» **Aim of the exercise**
Two lines mark the range in the entries below: the one holding "filename src/probe/result.rs" and the one holding "#[derive(Debug, Clone, Serialize, Deserialize)]". Set down those two and all lines between them, exactly.

» **Material provided**
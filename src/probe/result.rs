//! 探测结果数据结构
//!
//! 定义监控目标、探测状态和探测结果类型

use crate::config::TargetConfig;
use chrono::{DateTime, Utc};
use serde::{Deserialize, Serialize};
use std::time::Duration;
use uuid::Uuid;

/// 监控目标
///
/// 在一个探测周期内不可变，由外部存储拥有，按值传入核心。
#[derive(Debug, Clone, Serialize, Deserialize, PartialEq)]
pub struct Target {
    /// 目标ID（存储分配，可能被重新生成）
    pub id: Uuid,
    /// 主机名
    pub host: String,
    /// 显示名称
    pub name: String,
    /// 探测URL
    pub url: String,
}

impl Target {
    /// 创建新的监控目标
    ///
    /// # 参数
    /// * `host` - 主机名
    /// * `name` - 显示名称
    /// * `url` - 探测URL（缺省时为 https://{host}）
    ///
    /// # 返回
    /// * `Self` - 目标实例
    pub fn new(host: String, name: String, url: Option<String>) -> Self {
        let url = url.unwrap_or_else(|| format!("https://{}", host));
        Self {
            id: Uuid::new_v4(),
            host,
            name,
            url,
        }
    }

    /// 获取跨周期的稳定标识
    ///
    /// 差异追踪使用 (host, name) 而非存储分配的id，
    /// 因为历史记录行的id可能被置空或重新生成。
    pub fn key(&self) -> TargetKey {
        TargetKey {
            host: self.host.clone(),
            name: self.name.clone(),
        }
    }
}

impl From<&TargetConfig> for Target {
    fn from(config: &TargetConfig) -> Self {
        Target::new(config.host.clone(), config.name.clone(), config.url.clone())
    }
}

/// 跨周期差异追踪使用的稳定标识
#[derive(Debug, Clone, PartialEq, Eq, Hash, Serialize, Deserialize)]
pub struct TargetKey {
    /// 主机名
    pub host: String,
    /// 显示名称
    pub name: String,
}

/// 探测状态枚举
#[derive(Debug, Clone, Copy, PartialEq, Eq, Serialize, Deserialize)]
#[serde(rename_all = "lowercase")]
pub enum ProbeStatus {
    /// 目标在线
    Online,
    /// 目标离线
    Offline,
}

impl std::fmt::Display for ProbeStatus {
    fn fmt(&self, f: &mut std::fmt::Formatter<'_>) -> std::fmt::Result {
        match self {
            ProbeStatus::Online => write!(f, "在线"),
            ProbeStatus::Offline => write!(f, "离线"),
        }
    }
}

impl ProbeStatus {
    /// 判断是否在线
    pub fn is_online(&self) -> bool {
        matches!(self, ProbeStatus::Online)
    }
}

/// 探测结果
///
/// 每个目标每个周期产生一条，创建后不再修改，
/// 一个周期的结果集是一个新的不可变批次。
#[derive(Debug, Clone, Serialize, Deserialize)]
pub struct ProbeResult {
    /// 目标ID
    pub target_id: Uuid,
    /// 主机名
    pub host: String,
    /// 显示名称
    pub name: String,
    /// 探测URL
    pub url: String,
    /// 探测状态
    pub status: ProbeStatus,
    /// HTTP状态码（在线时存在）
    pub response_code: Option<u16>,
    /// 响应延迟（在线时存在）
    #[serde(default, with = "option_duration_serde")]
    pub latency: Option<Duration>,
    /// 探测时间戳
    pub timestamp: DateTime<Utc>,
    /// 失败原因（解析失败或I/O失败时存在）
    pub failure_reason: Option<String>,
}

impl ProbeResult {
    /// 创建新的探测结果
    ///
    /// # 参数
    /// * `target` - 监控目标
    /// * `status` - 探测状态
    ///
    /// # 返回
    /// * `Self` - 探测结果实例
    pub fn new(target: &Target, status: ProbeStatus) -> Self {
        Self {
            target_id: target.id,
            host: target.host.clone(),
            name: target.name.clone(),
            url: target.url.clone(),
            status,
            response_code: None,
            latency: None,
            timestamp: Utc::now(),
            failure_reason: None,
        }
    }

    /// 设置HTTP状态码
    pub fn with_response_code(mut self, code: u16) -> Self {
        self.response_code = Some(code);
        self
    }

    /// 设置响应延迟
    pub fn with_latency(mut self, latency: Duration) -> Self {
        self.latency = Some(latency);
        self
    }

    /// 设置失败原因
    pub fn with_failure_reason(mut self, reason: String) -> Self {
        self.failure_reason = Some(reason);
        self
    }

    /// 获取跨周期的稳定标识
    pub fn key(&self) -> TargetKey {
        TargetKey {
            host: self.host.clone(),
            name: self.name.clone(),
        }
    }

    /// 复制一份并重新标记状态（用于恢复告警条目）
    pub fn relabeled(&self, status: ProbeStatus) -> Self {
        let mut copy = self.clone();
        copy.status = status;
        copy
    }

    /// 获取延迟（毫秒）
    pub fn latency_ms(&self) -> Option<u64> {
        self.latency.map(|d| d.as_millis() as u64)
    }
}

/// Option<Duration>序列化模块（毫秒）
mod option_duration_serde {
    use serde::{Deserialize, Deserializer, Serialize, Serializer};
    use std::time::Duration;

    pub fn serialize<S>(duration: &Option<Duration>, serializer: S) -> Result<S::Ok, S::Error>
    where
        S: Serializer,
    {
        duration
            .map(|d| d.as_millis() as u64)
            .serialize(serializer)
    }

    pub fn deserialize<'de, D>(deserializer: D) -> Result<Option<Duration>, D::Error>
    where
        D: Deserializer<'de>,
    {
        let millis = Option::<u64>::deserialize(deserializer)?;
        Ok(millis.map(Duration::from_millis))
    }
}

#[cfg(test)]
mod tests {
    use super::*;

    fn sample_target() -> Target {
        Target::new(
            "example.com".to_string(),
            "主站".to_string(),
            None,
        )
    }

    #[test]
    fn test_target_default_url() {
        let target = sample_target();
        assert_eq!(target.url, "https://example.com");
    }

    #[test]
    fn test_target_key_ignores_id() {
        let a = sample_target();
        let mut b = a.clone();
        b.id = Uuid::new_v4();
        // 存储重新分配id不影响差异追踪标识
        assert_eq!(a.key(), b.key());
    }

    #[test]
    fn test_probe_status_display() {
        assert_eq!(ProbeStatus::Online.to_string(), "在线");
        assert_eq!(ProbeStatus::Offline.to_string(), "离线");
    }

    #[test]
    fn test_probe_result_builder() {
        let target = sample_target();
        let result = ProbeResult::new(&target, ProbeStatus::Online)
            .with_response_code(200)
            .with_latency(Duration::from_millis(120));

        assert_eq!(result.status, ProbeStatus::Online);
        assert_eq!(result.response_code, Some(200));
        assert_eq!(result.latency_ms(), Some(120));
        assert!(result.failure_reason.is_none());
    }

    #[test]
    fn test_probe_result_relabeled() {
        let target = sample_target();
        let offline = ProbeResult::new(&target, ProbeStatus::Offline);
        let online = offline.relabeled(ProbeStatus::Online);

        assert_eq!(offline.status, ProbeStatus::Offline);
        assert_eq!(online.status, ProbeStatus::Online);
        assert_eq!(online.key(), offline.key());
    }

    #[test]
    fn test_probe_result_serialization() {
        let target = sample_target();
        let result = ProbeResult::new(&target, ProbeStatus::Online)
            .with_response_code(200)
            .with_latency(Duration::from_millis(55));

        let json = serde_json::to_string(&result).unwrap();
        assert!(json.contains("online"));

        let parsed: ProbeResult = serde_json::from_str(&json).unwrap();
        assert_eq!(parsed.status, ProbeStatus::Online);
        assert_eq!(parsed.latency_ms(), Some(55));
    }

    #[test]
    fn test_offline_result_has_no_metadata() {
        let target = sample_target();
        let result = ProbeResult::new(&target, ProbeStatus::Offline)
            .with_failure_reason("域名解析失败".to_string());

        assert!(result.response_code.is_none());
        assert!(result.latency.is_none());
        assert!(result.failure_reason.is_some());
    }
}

* * *

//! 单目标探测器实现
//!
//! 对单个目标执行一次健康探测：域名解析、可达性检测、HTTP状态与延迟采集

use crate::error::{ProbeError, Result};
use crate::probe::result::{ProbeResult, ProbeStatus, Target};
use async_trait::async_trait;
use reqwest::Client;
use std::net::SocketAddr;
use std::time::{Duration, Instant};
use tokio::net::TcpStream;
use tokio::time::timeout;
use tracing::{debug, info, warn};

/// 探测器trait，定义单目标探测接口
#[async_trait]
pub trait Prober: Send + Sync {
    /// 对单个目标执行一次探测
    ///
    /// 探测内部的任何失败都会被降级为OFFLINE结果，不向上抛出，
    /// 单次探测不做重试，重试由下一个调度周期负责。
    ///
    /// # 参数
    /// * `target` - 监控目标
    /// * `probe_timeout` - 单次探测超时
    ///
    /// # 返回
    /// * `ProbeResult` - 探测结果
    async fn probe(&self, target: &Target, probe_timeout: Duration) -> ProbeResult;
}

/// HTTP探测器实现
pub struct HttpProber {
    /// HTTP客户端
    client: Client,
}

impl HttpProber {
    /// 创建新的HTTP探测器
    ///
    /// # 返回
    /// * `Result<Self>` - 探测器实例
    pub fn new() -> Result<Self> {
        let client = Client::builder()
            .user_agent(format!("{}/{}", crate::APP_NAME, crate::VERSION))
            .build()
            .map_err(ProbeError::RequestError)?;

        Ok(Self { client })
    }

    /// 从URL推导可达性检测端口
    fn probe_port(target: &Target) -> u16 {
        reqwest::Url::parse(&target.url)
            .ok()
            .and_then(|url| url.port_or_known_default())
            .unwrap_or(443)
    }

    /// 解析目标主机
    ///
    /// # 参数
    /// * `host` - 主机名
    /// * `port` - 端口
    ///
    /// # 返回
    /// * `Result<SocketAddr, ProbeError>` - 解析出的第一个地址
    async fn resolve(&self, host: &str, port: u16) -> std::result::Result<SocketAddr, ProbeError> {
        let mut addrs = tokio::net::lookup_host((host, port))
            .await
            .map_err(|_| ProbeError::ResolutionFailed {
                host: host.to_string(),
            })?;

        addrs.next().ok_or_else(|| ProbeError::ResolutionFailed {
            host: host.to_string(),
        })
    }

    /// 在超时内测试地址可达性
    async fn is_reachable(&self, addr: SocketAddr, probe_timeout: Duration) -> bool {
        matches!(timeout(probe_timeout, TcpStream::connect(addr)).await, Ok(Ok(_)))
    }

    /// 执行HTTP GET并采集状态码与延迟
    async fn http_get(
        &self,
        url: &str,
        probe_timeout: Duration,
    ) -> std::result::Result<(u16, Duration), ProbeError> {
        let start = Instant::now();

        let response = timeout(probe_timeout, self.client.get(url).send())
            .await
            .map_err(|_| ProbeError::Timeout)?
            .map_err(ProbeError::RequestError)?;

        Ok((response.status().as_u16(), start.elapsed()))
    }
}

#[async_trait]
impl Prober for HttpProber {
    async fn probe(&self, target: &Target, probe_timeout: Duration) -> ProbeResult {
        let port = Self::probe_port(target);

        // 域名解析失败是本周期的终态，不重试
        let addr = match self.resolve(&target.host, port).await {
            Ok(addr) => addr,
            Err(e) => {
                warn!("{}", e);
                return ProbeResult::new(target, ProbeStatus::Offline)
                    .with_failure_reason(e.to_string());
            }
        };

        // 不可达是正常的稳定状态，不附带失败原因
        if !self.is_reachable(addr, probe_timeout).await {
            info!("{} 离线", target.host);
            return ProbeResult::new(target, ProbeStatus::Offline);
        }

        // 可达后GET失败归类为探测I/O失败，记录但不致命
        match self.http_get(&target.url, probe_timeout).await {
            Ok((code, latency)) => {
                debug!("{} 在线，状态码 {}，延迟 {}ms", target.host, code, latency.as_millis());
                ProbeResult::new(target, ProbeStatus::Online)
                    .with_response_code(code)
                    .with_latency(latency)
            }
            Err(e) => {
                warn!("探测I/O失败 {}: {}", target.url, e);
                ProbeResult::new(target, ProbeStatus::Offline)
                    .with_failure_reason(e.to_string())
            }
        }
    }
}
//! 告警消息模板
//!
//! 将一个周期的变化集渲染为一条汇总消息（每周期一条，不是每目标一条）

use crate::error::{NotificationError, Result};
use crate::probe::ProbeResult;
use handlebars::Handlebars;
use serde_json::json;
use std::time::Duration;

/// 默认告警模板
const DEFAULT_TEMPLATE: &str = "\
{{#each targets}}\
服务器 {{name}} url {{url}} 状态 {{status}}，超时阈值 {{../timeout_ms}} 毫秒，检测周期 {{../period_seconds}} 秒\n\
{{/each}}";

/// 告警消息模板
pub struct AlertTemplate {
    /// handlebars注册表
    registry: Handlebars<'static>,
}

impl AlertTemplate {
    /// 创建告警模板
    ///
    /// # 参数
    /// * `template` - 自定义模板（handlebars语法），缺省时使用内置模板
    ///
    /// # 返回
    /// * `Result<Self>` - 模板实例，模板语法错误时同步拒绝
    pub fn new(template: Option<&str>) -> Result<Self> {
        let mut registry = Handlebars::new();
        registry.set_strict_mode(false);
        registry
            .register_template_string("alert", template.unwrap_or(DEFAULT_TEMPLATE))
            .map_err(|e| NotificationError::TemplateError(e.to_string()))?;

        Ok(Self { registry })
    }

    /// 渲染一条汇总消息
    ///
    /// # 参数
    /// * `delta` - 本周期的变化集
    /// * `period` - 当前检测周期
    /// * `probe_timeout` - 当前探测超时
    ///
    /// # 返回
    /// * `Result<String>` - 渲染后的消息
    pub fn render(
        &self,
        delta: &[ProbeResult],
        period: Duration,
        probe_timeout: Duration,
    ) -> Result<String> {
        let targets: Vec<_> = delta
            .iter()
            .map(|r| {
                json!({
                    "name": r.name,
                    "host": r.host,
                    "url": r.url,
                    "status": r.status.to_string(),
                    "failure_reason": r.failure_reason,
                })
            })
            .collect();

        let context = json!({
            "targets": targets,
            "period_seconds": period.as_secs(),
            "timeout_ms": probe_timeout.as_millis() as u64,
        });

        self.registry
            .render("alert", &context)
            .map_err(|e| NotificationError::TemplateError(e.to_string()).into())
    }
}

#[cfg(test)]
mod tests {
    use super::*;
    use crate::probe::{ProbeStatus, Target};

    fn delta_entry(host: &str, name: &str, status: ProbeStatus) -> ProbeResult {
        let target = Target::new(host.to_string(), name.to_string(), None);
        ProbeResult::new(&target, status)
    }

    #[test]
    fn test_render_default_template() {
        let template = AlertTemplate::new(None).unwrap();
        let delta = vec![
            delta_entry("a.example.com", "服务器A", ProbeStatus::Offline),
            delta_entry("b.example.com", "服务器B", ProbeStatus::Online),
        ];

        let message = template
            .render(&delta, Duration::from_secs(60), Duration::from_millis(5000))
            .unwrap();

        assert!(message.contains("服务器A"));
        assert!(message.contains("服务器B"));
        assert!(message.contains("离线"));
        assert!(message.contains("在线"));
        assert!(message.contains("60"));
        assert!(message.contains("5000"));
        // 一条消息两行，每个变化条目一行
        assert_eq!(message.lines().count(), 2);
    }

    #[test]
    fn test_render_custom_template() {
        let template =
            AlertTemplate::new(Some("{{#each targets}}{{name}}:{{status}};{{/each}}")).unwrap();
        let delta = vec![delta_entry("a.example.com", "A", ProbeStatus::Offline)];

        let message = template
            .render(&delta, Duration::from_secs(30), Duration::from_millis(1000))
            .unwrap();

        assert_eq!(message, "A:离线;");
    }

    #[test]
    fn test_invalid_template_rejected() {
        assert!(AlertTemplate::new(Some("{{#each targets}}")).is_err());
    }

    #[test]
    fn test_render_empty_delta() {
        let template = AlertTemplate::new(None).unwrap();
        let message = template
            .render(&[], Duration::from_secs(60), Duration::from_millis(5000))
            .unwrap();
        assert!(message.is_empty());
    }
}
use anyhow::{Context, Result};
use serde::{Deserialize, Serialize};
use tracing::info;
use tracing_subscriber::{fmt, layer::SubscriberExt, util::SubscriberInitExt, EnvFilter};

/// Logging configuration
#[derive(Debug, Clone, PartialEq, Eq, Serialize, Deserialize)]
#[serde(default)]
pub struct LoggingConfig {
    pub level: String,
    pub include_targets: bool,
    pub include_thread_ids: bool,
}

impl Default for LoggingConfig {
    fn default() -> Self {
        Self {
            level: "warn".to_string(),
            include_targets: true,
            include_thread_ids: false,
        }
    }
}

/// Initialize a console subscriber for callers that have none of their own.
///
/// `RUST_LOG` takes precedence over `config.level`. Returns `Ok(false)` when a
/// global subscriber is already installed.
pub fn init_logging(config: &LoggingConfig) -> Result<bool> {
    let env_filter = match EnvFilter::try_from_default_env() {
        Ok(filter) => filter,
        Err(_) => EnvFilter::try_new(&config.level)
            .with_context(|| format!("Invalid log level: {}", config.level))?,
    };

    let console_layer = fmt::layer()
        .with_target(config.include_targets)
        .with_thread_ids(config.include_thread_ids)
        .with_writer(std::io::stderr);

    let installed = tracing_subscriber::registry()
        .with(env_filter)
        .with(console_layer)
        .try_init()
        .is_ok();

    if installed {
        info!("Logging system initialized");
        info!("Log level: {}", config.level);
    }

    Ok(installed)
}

» **Written response**
filename src/probe/result.rs
//! 探测结果数据结构
//!
//! 定义监控目标、探测状态和探测结果类型

use crate::config::TargetConfig;
use chrono::{DateTime, Utc};
use serde::{Deserialize, Serialize};
use std::time::Duration;
use uuid::Uuid;

/// 监控目标
///
/// 在一个探测周期内不可变，由外部存储拥有，按值传入核心。
#[derive(Debug, Clone, Serialize, Deserialize, PartialEq)]
pub struct Target {
    /// 目标ID（存储分配，可能被重新生成）
    pub id: Uuid,
    /// 主机名
    pub host: String,
    /// 显示名称
    pub name: String,
    /// 探测URL
    pub url: String,
}

impl Target {
    /// 创建新的监控目标
    ///
    /// # 参数
    /// * `host` - 主机名
    /// * `name` - 显示名称
    /// * `url` - 探测URL（缺省时为 https://{host}）
    ///
    /// # 返回
    /// * `Self` - 目标实例
    pub fn new(host: String, name: String, url: Option<String>) -> Self {
        let url = url.unwrap_or_else(|| format!("https://{}", host));
        Self {
            id: Uuid::new_v4(),
            host,
            name,
            url,
        }
    }

    /// 获取跨周期的稳定标识
    ///
    /// 差异追踪使用 (host, name) 而非存储分配的id，
    /// 因为历史记录行的id可能被置空或重新生成。
    pub fn key(&self) -> TargetKey {
        TargetKey {
            host: self.host.clone(),
            name: self.name.clone(),
        }
    }
}

impl From<&TargetConfig> for Target {
    fn from(config: &TargetConfig) -> Self {
        Target::new(config.host.clone(), config.name.clone(), config.url.clone())
    }
}

/// 跨周期差异追踪使用的稳定标识
#[derive(Debug, Clone, PartialEq, Eq, Hash, Serialize, Deserialize)]
pub struct TargetKey {
    /// 主机名
    pub host: String,
    /// 显示名称
    pub name: String,
}

/// 探测状态枚举
#[derive(Debug, Clone, Copy, PartialEq, Eq, Serialize, Deserialize)]
#[serde(rename_all = "lowercase")]
pub enum ProbeStatus {
    /// 目标在线
    Online,
    /// 目标离线
    Offline,
}

impl std::fmt::Display for ProbeStatus {
    fn fmt(&self, f: &mut std::fmt::Formatter<'_>) -> std::fmt::Result {
        match self {
            ProbeStatus::Online => write!(f, "在线"),
            ProbeStatus::Offline => write!(f, "离线"),
        }
    }
}

impl ProbeStatus {
    /// 判断是否在线
    pub fn is_online(&self) -> bool {
        matches!(self, ProbeStatus::Online)
    }
}

/// 探测结果
///
/// 每个目标每个周期产生一条，创建后不再修改，
/// 一个周期的结果集是一个新的不可变批次。
#[derive(Debug, Clone, Serialize, Deserialize)]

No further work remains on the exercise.